Importance: Understanding overactive bladder (OAB) during pregnancy and postpartum may increase our knowledge of pathophysiology.

Objectives: The purpose of this study was to understand the prevalence and severity of OAB during pregnancy through 1 year postpartum as well as the associated factors.

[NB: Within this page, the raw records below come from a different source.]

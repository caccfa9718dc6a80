//! Keyword matching and exclusion rules applied to scanned messages.
//!
//! Every configured term is trimmed before use and blank terms never match,
//! whether it reaches these functions directly or through [`KeywordFilter`].

use watchpost_source::SourceMessage;

fn usable_terms(terms: &[String]) -> impl Iterator<Item = &str> {
    terms.iter().map(|term| term.trim()).filter(|term| !term.is_empty())
}

/// True when `content` contains at least one keyword as a case-sensitive
/// substring.
pub fn matches(content: &str, keywords: &[String]) -> bool {
    usable_terms(keywords).any(|keyword| content.contains(keyword))
}

pub fn matched_keywords(content: &str, keywords: &[String]) -> Vec<String> {
    usable_terms(keywords)
        .filter(|keyword| content.contains(keyword))
        .map(str::to_string)
        .collect()
}

/// Content exclusion uses the same substring rule as [`matches`].
pub fn is_excluded(content: &str, exclude_keywords: &[String]) -> bool {
    matches(content, exclude_keywords)
}

/// Author-name exclusion is a bidirectional, case-insensitive partial match:
/// the name hits when it contains an excluded name or is contained in one.
/// Webhook and bot posters change their display names, hence the leniency.
pub fn is_excluded_author_name(username: &str, exclude_usernames: &[String]) -> bool {
    let username = username.trim().to_lowercase();
    if username.is_empty() {
        return false;
    }
    exclude_usernames.iter().any(|excluded| {
        let excluded = excluded.trim().to_lowercase();
        !excluded.is_empty() && (username.contains(&excluded) || excluded.contains(&username))
    })
}

pub fn is_excluded_author(
    username: &str,
    author_id: &str,
    exclude_ids: &[String],
    exclude_usernames: &[String],
) -> bool {
    usable_terms(exclude_ids).any(|id| id == author_id.trim())
        || is_excluded_author_name(username, exclude_usernames)
}

/// The individual checks a scan applies to every message in its window.
pub trait MessageFilter: Send + Sync {
    fn matched_keywords(&self, content: &str) -> Vec<String>;

    fn is_excluded_author_id(&self, author_id: &str) -> bool;

    fn is_excluded_author_name(&self, username: &str) -> bool;

    fn is_excluded_content(&self, content: &str) -> bool;
}

#[derive(Debug, Clone, Copy, PartialEq, Eq)]
pub enum ExclusionReason {
    AuthorId,
    AuthorName,
    Content,
}

impl ExclusionReason {
    pub fn as_str(self) -> &'static str {
        match self {
            Self::AuthorId => "author_id",
            Self::AuthorName => "author_name",
            Self::Content => "content",
        }
    }
}

#[derive(Debug, Clone, PartialEq, Eq)]
pub enum FilterDecision {
    NoMatch,
    Excluded(ExclusionReason),
    Matched { keywords: Vec<String> },
}

/// Applies keyword matching, then author-id, author-name and content
/// exclusion. The first exclusion that hits decides; later checks are not
/// consulted.
pub fn evaluate(filter: &dyn MessageFilter, message: &SourceMessage) -> FilterDecision {
    let keywords = filter.matched_keywords(&message.content);
    if keywords.is_empty() {
        return FilterDecision::NoMatch;
    }
    if filter.is_excluded_author_id(&message.author.id) {
        return FilterDecision::Excluded(ExclusionReason::AuthorId);
    }
    let global_name_hit = message
        .author
        .global_name
        .as_deref()
        .is_some_and(|name| filter.is_excluded_author_name(name));
    if filter.is_excluded_author_name(&message.author.username) || global_name_hit {
        return FilterDecision::Excluded(ExclusionReason::AuthorName);
    }
    if filter.is_excluded_content(&message.content) {
        return FilterDecision::Excluded(ExclusionReason::Content);
    }
    FilterDecision::Matched { keywords }
}

#[derive(Debug, Clone, Default, PartialEq, Eq)]
pub struct KeywordFilter {
    keywords: Vec<String>,
    exclude_keywords: Vec<String>,
    exclude_author_ids: Vec<String>,
    exclude_author_names: Vec<String>,
}

fn normalize_terms(values: Vec<String>) -> Vec<String> {
    let mut normalized = Vec::with_capacity(values.len());
    for value in values {
        let value = value.trim().to_string();
        if !value.is_empty() && !normalized.contains(&value) {
            normalized.push(value);
        }
    }
    normalized
}

impl KeywordFilter {
    pub fn new(
        keywords: Vec<String>,
        exclude_keywords: Vec<String>,
        exclude_author_ids: Vec<String>,
        exclude_author_names: Vec<String>,
    ) -> Self {
        Self {
            keywords: normalize_terms(keywords),
            exclude_keywords: normalize_terms(exclude_keywords),
            exclude_author_ids: normalize_terms(exclude_author_ids),
            exclude_author_names: normalize_terms(exclude_author_names),
        }
    }

    pub fn keywords(&self) -> &[String] {
        &self.keywords
    }
}

impl MessageFilter for KeywordFilter {
    fn matched_keywords(&self, content: &str) -> Vec<String> {
        matched_keywords(content, &self.keywords)
    }

    fn is_excluded_author_id(&self, author_id: &str) -> bool {
        self.exclude_author_ids.iter().any(|id| id == author_id)
    }

    fn is_excluded_author_name(&self, username: &str) -> bool {
        is_excluded_author_name(username, &self.exclude_author_names)
    }

    fn is_excluded_content(&self, content: &str) -> bool {
        is_excluded(content, &self.exclude_keywords)
    }
}
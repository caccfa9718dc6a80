//! Snowflake identifier helpers.
//!
//! Discord ids carry their creation time in the bits above the low 22
//! (worker, process and sequence fields), counted in milliseconds from the
//! Discord epoch.

use chrono::{DateTime, Utc};
use watchpost_core::datetime_from_unix_ms;

/// First millisecond of 2015, the origin of Discord snowflake timestamps.
pub const DISCORD_EPOCH_MS: u64 = 1_420_070_400_000;
const TIMESTAMP_SHIFT: u32 = 22;

/// Decodes the Unix-millisecond creation time embedded in `id`.
pub fn decode_snowflake_unix_ms(id: &str) -> Option<u64> {
    let raw = id.trim().parse::<u64>().ok()?;
    (raw >> TIMESTAMP_SHIFT).checked_add(DISCORD_EPOCH_MS)
}

pub fn decode_snowflake_datetime(id: &str) -> Option<DateTime<Utc>> {
    decode_snowflake_unix_ms(id).and_then(datetime_from_unix_ms)
}

/// Deep link that opens a message in the Discord client.
pub fn message_url(server_id: &str, channel_id: &str, message_id: &str) -> String {
    format!("https://discord.com/channels/{server_id}/{channel_id}/{message_id}")
}
use chrono::{DateTime, Duration, TimeZone, Utc};

const MAX_HOURS: u64 = 1_000_000;

/// Returns the current Unix timestamp in milliseconds.
pub fn current_unix_timestamp_ms() -> u64 {
    std::time::SystemTime::now()
        .duration_since(std::time::UNIX_EPOCH)
        .unwrap_or_default()
        .as_millis()
        .try_into()
        .unwrap_or(u64::MAX)
}

/// Converts Unix milliseconds to a UTC datetime, `None` when out of range.
pub fn datetime_from_unix_ms(unix_ms: u64) -> Option<DateTime<Utc>> {
    let unix_ms = i64::try_from(unix_ms).ok()?;
    Utc.timestamp_millis_opt(unix_ms).single()
}

/// Whole-hour duration, clamped to a range chrono can represent.
pub fn hours_duration(hours: u64) -> Duration {
    Duration::hours(i64::try_from(hours.min(MAX_HOURS)).unwrap_or(0))
}

/// Returns `now` moved back by `hours` whole hours.
pub fn hours_before(now: DateTime<Utc>, hours: u64) -> DateTime<Utc> {
    now.checked_sub_signed(hours_duration(hours))
        .unwrap_or(DateTime::<Utc>::MIN_UTC)
}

Study design: This is a secondary analysis of a prospective cohort study evaluating primiparous women with a singleton term vaginal delivery assessed at the third trimester, 8 weeks postpartum, and 1 year postpartum. Overactive bladder was defined as urinary urgency plus nocturia or frequency, or urgency urinary incontinence (UUI). Overactive bladder severity was defined using average visual analog scores (0-100) from OAB symptoms on the Epidemiology of Prolapse and Incontinence Questionnaire. We evaluated associations with OAB at each time point using logistic regression.

Results: Among 579 participants, mean age was 29 years. Overactive bladder prevalence was higher at 8 weeks postpartum (23%) than at the third trimester (18%, P = 0.03) and 1 year postpartum (19%, P = 0.03). Overactive bladder severity was higher at the third trimester (42.2) than at 8 weeks postpartum (23.3, P = 0.008), but not at 1 year postpartum (29.1, P = 0.1). In those with OAB, UUI severity was higher at 1 year postpartum compared with that at the third trimester ( P = 0.02). Younger age was associated with third trimester OAB. At 8 weeks postpartum, OAB was associated with older age, urinary tract infection after delivery, birth weight ≥3,500 g, and third trimester OAB. At 1 year postpartum, OAB was associated with birth weight ≥3,500 g and third trimester OAB.

Conclusions: Overactive bladder affects 1 in 5 primiparous women during pregnancy or after vaginal delivery. The increased severity of UUI postpartum and the association between higher birth weight and OAB postpartum suggest an effect of delivery.

妊娠晚期至首次阴道分娩后1年膀胱过度活动。
重要性:了解妊娠期和产后膀胱过度活动(OAB)可能会增加我们对病理生理学的了解。目的:本研究的目的是了解妊娠期至产后1年OAB的患病率和严重程度以及相关因素。研究设计:这是一项前瞻性队列研究的二次分析,该研究评估了在妊娠晚期、产后8周和产后1年进行单胎足月阴道分娩的初产妇。膀胱过度活动被定义为尿急加夜尿或尿频,或尿急性尿失禁(UUI)。膀胱过度活动的严重程度是使用脱垂和失禁流行病学问卷中OAB症状的平均视觉模拟评分(0-100)来定义的。我们使用逻辑回归评估了每个时间点与OAB的相关性。结果:579名参与者的平均年龄为29岁。产后8周膀胱过度活动的发生率(23%)高于妊娠晚期(18%,P=0.03)和产后1年(19%,P=0.03,产后1年UUI的严重程度高于妊娠晚期(P=0.02)。年龄较小与妊娠晚期OAB相关。产后8周,OAB与年龄较大、产后尿路感染、出生体重≥3500g和妊娠晚期OAB有关。产后1年,OAB与出生体重≥3500g和妊娠晚期OAB相关。结论:在妊娠期间或阴道分娩后,五分之一的初产妇膀胱过度活动。产后UUI的严重程度增加以及出生体重增加与产后OAB之间的关联表明分娩的影响。
本文章由计算机程序翻译,如有差异,请以英文原文为准。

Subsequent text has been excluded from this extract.